My son’s fiancé broke off with him because each year he promised her that he (they) would have their own business and become rich. My son lives with me and my daughter lives with me. They are with me because I told them not to work for others, but to get their own. Was that wrong?—Rhoda

Dear Rhoda:

I am saddened to know you misguided your children. Let me tell you this: Depending on the type of business they want (or what your son wanted) you have to sacrifice to generate start-up money. There are funds available without repayment. However, most loans require 25 percent as collateral. I agree with you that business loans are not being awarded equally.

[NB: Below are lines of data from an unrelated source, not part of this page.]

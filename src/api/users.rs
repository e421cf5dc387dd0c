use crate::{
    api::{
        AppState,
        auth::require_user,
        error::{ApiJson, ApiPath},
    },
    core::{
        auth::{Claims, Role},
        user::{self, NewUser, PublicUser, UserUpdate},
    },
    errors::{Error, Result},
};
use axum::{Extension, Json, extract::State, http::StatusCode};
use serde::{Deserialize, Serialize};
use std::sync::Arc;

#[derive(Deserialize)]
pub struct LoginRequest {
    email: String,
    password: String,
}

#[derive(Serialize)]
#[serde(rename_all = "camelCase")]
pub struct AuthResponse {
    token: String,
    token_type: &'static str,
    expires_in: u64,
    #[serde(skip_serializing_if = "Option::is_none")]
    user: Option<PublicUser>,
}

impl AuthResponse {
    fn new(state: &AppState, token: String, user: Option<PublicUser>) -> Self {
        Self {
            token,
            token_type: "Bearer",
            expires_in: state.auth.expires_in().as_secs(),
            user,
        }
    }
}

pub async fn register(
    State(state): State<Arc<AppState>>,
    ApiJson(payload): ApiJson<NewUser>,
) -> Result<(StatusCode, Json<AuthResponse>)> {
    let created = user::register_user(&state.database, payload).await?;
    let token = state.auth.issue_token(&created.id.to_string(), Role::User)?;
    let body = AuthResponse::new(&state, token, Some(created.into()));
    Ok((StatusCode::CREATED, Json(body)))
}

pub async fn login(
    State(state): State<Arc<AppState>>,
    ApiJson(payload): ApiJson<LoginRequest>,
) -> Result<Json<AuthResponse>> {
    let found = user::authenticate_user(&state.database, &payload.email, &payload.password).await?;
    let token = state.auth.issue_token(&found.id.to_string(), Role::User)?;
    Ok(Json(AuthResponse::new(&state, token, Some(found.into()))))
}

pub async fn admin_login(
    State(state): State<Arc<AppState>>,
    ApiJson(payload): ApiJson<LoginRequest>,
) -> Result<Json<AuthResponse>> {
    let token = state.auth.admin_login(&payload.email, &payload.password)?;
    Ok(Json(AuthResponse::new(&state, token, None)))
}

pub async fn profile(
    State(state): State<Arc<AppState>>,
    Extension(claims): Extension<Claims>,
) -> Result<Json<PublicUser>> {
    let user_id = require_user(&claims)?;
    Ok(Json(user::get_user(&state.database, user_id).await?.into()))
}

pub async fn update_user(
    State(state): State<Arc<AppState>>,
    Extension(claims): Extension<Claims>,
    ApiPath(id): ApiPath<i64>,
    ApiJson(payload): ApiJson<UserUpdate>,
) -> Result<Json<PublicUser>> {
    if !claims.can_act_for(id) {
        return Err(Error::Forbidden);
    }
    Ok(Json(user::update_user(&state.database, id, payload).await?.into()))
}

pub async fn delete_user(
    State(state): State<Arc<AppState>>,
    Extension(claims): Extension<Claims>,
    ApiPath(id): ApiPath<i64>,
) -> Result<StatusCode> {
    if !claims.can_act_for(id) {
        return Err(Error::Forbidden);
    }
    user::delete_user(&state.database, id).await?;
    Ok(StatusCode::NO_CONTENT)
}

Think about it. When you refer to, I assume, you are speaking of your race being ignored. When the term minority was used to change the Civil Rights Bill, money became widespread. However, it is not correct that all who apply are awarded.

Rhoda, in six years your daughter could have worked on a job and saved her pennies in a jar to become a success. All business owners do not become rich. It is hard work and determination that makes one eventually go to the bank—to deposit.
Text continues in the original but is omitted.